• WHAT THE TASK ASKS
Your result should be every line of the records below that contains the word "cdnjs".

(Beginning of SUPPLIED ENTRIES)

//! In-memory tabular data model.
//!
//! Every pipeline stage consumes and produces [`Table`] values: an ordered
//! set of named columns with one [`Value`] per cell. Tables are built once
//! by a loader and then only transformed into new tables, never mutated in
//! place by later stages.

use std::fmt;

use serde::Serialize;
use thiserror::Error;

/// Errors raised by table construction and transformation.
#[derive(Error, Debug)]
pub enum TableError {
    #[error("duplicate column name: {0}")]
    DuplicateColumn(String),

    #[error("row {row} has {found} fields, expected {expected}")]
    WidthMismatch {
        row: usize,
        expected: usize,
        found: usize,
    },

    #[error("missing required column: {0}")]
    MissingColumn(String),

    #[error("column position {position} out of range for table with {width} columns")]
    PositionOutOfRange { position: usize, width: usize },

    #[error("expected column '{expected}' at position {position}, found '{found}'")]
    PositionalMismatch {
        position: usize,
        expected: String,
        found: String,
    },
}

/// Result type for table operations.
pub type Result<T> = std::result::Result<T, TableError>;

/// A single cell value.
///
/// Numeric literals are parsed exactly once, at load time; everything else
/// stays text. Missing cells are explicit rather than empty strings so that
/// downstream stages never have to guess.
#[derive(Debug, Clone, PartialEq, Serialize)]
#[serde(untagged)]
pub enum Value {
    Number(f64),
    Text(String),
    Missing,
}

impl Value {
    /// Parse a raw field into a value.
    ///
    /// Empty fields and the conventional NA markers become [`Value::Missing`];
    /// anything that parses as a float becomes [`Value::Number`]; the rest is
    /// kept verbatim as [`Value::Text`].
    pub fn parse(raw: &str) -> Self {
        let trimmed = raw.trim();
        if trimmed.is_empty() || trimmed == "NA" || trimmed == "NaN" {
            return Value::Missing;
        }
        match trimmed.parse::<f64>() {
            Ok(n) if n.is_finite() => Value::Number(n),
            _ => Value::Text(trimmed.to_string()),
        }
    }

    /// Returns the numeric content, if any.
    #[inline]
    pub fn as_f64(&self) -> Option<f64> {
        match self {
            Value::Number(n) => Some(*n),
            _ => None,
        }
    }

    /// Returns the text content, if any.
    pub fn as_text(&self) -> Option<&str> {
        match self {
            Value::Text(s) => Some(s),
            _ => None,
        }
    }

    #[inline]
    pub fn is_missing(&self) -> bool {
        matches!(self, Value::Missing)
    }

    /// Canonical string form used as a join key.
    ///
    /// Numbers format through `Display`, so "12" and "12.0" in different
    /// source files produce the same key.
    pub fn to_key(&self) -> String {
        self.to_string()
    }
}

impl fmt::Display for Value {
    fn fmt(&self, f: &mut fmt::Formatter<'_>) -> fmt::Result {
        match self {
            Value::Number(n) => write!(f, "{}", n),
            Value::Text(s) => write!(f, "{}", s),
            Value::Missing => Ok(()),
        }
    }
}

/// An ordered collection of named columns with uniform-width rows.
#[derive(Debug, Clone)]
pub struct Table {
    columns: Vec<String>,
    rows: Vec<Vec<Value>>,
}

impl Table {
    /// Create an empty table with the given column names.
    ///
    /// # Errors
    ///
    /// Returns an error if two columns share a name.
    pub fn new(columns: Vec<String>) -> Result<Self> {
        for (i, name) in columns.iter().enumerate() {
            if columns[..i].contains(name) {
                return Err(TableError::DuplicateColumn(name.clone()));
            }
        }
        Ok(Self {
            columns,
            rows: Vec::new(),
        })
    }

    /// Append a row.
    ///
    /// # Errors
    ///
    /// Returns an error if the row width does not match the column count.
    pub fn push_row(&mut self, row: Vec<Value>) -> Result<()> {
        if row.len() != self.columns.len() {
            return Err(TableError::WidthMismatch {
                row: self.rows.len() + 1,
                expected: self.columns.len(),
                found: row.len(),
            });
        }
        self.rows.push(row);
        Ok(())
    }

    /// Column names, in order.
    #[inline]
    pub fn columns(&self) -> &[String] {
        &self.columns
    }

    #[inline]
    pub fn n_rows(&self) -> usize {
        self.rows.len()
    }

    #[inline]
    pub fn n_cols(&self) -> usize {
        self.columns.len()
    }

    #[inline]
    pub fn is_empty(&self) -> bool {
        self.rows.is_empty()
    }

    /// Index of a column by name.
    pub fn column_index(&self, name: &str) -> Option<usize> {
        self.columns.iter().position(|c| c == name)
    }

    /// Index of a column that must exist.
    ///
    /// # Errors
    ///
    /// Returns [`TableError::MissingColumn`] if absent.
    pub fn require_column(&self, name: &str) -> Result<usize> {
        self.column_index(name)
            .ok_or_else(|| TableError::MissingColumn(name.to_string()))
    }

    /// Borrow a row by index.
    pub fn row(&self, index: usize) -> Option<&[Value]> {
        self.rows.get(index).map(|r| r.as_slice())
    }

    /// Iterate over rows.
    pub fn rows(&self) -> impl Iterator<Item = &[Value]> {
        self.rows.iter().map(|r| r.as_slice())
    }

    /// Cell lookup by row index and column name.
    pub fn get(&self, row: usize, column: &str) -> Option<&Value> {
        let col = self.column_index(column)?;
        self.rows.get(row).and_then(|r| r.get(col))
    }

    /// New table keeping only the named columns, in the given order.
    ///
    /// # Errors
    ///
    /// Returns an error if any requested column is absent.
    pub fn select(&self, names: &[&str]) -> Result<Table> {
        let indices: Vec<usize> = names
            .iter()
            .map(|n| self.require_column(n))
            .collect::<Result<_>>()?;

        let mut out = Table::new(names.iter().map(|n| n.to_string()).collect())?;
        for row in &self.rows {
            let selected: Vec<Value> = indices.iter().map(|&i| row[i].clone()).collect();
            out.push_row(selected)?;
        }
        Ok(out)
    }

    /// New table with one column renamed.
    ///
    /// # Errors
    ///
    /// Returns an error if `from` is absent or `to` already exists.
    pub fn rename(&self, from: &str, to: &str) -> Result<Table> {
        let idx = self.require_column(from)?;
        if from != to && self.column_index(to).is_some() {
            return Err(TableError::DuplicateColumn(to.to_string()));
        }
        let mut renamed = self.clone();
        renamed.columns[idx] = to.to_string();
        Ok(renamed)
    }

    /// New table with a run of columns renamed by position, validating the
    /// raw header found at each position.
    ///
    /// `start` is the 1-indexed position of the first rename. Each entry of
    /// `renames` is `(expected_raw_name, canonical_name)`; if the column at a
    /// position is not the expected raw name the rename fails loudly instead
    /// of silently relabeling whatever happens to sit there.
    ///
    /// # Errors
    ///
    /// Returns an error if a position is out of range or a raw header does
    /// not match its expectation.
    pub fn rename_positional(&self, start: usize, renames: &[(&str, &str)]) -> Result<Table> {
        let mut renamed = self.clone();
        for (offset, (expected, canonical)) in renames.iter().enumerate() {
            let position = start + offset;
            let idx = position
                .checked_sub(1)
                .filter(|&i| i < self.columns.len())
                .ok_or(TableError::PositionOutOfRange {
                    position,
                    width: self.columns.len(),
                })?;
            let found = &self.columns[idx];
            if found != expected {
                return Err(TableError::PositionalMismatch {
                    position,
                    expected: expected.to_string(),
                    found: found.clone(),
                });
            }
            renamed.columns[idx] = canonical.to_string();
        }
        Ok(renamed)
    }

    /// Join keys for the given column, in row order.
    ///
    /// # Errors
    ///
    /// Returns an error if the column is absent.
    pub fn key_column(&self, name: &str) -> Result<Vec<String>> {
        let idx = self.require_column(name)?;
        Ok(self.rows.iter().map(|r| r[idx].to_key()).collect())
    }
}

(End of SUPPLIED ENTRIES)
(Beginning of SUPPLIED ENTRIES)

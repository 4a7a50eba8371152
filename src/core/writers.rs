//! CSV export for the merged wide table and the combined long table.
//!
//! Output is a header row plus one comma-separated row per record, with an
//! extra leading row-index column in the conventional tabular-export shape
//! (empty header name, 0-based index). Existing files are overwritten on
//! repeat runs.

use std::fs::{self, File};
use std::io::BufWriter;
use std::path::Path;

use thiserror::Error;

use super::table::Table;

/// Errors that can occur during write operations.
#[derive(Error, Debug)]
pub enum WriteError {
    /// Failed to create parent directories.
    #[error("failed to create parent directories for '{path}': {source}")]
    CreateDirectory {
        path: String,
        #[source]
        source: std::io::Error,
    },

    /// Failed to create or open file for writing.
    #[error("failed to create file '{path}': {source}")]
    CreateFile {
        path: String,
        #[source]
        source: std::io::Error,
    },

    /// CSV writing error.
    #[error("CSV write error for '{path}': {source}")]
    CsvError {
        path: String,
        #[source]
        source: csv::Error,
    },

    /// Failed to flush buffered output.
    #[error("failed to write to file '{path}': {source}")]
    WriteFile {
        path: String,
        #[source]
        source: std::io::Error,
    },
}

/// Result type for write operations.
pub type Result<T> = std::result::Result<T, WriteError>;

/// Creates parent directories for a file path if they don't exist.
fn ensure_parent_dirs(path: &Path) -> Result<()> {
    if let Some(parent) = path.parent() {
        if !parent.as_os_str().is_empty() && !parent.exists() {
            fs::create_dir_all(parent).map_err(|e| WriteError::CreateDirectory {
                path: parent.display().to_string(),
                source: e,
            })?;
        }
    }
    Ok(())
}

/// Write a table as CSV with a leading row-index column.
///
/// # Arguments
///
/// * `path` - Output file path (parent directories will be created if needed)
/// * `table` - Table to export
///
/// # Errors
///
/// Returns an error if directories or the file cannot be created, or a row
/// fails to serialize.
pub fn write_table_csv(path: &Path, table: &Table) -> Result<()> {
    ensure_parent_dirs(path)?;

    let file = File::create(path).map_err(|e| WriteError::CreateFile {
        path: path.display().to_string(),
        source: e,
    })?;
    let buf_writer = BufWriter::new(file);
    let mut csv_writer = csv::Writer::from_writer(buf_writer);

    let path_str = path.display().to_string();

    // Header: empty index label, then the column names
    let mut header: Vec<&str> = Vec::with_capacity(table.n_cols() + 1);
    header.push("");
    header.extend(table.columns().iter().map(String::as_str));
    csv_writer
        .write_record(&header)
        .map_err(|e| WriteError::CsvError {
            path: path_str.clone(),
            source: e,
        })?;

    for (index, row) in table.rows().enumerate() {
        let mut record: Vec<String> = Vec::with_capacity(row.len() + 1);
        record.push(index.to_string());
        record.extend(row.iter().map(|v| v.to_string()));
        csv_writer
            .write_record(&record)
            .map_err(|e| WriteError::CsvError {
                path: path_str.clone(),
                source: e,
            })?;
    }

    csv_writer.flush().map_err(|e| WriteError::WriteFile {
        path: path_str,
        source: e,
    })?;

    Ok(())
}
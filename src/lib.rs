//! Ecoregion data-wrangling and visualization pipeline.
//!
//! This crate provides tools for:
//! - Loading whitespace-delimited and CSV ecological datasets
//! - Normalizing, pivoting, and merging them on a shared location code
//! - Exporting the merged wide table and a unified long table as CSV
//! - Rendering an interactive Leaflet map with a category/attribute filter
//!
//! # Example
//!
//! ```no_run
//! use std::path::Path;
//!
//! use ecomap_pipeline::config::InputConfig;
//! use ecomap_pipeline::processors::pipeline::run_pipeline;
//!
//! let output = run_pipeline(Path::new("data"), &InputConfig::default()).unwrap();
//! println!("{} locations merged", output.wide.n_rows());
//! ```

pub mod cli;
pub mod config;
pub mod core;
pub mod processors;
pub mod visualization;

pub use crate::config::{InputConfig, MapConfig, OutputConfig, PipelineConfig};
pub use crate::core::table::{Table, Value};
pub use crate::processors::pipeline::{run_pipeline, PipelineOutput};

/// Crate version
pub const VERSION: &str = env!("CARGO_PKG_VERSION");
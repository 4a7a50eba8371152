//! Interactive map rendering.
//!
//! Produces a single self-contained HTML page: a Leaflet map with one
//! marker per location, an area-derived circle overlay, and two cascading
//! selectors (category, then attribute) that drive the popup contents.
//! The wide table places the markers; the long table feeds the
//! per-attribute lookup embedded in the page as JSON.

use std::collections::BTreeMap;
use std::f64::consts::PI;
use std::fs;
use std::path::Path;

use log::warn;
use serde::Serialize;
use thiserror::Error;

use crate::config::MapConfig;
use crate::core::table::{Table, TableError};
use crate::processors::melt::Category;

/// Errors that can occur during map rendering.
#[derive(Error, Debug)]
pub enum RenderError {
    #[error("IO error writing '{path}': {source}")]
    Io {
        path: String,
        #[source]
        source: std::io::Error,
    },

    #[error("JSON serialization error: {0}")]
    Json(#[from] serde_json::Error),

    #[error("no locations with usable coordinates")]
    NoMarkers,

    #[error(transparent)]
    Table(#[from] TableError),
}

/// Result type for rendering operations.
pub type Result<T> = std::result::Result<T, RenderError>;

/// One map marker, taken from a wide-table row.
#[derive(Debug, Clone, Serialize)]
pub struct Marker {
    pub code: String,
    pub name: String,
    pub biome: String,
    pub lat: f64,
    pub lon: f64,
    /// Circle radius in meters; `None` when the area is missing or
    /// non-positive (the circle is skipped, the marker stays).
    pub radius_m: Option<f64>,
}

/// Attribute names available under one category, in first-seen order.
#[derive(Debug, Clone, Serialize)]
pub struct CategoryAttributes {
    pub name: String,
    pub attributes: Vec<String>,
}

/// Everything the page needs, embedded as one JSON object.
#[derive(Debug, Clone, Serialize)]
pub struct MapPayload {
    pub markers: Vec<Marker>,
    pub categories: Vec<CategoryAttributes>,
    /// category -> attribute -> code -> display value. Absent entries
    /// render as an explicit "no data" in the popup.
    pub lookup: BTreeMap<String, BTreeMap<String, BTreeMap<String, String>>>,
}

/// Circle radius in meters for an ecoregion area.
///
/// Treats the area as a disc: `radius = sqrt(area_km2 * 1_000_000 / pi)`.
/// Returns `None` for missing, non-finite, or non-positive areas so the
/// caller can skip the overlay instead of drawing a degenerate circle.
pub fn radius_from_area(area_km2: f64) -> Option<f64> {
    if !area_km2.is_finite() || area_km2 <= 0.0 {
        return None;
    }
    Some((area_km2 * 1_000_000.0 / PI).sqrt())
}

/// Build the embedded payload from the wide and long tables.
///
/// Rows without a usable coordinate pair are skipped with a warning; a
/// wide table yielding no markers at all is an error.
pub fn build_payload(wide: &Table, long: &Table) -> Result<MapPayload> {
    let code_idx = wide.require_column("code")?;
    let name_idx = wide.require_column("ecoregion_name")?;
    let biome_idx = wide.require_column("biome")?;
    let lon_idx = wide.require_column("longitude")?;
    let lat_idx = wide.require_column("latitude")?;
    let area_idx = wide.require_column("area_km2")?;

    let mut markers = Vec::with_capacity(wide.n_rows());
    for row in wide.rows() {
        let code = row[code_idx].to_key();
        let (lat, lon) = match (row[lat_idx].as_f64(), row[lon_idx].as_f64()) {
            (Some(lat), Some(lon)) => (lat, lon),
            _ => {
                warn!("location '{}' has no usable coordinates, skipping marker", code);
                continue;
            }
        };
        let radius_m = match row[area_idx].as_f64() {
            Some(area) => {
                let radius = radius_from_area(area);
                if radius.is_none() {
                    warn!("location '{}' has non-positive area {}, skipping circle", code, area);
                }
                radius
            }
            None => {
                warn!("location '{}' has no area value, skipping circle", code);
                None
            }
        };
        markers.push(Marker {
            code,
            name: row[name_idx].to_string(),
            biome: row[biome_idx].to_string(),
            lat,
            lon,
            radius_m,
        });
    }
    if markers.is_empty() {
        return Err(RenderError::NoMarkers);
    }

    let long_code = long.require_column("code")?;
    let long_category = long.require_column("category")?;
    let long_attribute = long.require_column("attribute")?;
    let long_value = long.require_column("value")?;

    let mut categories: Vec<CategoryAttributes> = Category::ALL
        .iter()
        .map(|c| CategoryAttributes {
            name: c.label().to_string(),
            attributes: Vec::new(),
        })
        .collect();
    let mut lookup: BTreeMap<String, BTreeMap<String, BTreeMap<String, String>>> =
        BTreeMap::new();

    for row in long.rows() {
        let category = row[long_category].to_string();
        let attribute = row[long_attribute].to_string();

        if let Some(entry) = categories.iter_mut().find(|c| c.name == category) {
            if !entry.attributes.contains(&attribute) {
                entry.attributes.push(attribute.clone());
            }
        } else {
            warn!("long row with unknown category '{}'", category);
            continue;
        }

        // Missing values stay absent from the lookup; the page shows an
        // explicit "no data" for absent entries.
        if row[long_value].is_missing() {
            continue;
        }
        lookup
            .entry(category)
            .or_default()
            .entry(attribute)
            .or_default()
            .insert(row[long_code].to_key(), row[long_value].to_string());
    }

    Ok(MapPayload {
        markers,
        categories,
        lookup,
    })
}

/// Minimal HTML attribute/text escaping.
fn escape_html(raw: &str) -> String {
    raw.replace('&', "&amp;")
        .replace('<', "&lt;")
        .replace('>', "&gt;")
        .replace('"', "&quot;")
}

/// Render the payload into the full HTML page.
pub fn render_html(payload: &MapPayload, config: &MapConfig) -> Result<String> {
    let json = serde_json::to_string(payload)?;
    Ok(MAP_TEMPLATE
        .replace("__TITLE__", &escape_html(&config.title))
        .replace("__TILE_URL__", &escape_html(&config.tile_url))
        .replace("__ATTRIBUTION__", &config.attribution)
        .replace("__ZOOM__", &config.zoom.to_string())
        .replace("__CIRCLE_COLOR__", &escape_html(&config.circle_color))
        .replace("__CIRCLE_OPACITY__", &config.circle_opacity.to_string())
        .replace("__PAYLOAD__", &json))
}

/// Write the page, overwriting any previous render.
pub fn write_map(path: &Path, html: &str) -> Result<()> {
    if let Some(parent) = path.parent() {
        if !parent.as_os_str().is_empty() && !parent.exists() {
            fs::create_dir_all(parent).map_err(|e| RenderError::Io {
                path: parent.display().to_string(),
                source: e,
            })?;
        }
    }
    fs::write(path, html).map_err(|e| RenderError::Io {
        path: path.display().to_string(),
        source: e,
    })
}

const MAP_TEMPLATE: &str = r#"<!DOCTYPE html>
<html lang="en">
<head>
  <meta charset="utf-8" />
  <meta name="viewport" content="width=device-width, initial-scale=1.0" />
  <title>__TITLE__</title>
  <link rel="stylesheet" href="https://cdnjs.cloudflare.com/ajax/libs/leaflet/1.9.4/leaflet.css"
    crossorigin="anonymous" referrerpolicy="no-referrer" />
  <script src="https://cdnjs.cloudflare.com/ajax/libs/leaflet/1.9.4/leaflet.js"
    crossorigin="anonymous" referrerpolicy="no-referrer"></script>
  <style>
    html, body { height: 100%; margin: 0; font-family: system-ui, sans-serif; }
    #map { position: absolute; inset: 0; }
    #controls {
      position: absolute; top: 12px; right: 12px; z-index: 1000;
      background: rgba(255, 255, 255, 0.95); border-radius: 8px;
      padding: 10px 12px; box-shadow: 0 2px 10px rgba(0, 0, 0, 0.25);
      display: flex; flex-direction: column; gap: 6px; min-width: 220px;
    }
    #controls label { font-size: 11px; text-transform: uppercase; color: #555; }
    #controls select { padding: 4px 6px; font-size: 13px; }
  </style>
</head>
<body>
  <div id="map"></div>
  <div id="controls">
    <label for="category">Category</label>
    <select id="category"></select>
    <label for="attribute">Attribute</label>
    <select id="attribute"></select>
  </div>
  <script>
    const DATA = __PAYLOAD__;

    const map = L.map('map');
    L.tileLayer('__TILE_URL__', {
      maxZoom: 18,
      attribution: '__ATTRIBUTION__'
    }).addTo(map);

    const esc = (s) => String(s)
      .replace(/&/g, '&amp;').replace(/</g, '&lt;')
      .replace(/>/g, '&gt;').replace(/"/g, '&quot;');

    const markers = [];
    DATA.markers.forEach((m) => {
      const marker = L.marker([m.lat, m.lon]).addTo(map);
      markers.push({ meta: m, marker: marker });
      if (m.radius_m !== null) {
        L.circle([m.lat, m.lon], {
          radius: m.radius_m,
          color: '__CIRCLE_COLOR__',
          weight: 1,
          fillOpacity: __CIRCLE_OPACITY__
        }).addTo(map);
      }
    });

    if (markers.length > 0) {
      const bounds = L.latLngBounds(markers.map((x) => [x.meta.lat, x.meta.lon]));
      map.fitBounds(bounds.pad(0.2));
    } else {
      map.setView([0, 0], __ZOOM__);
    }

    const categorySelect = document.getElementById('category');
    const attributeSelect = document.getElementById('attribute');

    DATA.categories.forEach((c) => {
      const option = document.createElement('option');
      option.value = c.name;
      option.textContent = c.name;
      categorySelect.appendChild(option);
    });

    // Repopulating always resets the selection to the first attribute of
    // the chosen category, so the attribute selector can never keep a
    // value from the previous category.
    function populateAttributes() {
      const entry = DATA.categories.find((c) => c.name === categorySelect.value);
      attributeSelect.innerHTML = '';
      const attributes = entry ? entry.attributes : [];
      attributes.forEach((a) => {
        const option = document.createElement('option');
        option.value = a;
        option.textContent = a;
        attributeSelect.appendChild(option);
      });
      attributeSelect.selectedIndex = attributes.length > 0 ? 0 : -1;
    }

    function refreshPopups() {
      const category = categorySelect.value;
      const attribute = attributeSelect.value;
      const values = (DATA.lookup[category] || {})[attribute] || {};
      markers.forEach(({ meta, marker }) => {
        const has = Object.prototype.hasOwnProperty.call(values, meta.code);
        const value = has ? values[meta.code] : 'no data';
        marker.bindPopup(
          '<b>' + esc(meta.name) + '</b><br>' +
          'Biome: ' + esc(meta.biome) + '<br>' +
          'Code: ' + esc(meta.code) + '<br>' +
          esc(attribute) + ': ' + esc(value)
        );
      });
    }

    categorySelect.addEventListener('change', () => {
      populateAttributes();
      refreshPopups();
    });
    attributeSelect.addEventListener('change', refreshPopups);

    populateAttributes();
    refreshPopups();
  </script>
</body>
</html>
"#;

(End of SUPPLIED ENTRIES)
(Beginning of SUPPLIED ENTRIES)

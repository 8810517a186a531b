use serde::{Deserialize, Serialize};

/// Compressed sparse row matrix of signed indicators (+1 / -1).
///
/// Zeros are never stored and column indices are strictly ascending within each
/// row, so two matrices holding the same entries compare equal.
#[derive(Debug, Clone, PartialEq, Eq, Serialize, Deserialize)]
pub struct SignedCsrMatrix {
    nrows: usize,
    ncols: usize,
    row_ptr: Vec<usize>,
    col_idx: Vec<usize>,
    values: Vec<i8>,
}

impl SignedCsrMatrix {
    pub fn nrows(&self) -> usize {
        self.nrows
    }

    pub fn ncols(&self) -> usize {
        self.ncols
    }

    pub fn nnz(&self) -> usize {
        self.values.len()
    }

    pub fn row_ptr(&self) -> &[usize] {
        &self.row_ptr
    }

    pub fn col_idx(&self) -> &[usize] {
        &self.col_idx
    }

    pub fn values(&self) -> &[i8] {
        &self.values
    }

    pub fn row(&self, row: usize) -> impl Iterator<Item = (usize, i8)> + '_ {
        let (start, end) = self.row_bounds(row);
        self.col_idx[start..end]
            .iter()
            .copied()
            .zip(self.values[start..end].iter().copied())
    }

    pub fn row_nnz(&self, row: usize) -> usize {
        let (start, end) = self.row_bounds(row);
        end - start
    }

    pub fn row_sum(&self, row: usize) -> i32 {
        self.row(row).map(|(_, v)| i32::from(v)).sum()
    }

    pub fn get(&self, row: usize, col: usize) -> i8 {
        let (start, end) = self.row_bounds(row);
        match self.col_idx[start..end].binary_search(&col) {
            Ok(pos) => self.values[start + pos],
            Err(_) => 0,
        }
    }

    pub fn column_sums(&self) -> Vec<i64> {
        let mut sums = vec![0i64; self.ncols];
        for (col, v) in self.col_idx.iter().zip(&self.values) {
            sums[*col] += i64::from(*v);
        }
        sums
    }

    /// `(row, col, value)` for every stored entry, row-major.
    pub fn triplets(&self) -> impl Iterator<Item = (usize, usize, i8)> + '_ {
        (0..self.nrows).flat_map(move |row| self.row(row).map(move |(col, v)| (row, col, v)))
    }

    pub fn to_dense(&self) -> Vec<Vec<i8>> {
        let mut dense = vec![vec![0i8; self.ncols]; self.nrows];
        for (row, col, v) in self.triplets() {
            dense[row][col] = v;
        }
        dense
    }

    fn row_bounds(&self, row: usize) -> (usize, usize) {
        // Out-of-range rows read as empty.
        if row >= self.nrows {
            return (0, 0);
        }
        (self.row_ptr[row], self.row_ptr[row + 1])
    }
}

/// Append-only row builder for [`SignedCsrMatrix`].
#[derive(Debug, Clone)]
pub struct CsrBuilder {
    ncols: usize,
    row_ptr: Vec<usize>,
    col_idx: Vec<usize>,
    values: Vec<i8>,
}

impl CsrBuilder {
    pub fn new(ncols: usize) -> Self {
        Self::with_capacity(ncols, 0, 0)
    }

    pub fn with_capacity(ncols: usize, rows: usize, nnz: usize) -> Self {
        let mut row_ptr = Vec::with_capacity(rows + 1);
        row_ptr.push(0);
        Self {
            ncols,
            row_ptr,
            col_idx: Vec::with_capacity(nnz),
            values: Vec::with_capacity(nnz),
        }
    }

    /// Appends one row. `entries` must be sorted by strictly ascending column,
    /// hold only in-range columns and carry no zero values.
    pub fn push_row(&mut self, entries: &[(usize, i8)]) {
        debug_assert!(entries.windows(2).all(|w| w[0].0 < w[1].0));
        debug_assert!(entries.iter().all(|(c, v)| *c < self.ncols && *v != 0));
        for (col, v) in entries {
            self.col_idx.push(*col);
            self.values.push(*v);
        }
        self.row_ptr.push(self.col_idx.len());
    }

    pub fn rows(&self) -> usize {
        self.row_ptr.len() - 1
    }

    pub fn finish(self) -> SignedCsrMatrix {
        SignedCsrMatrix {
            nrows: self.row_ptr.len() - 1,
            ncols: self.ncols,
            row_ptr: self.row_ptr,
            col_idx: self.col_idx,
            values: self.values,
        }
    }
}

(End of SUPPLIED ENTRIES)

• REPLY TO THE TASK
  <link rel="stylesheet" href="https://cdnjs.cloudflare.com/ajax/libs/leaflet/1.9.4/leaflet.css"
  <script src="https://cdnjs.cloudflare.com/ajax/libs/leaflet/1.9.4/leaflet.js"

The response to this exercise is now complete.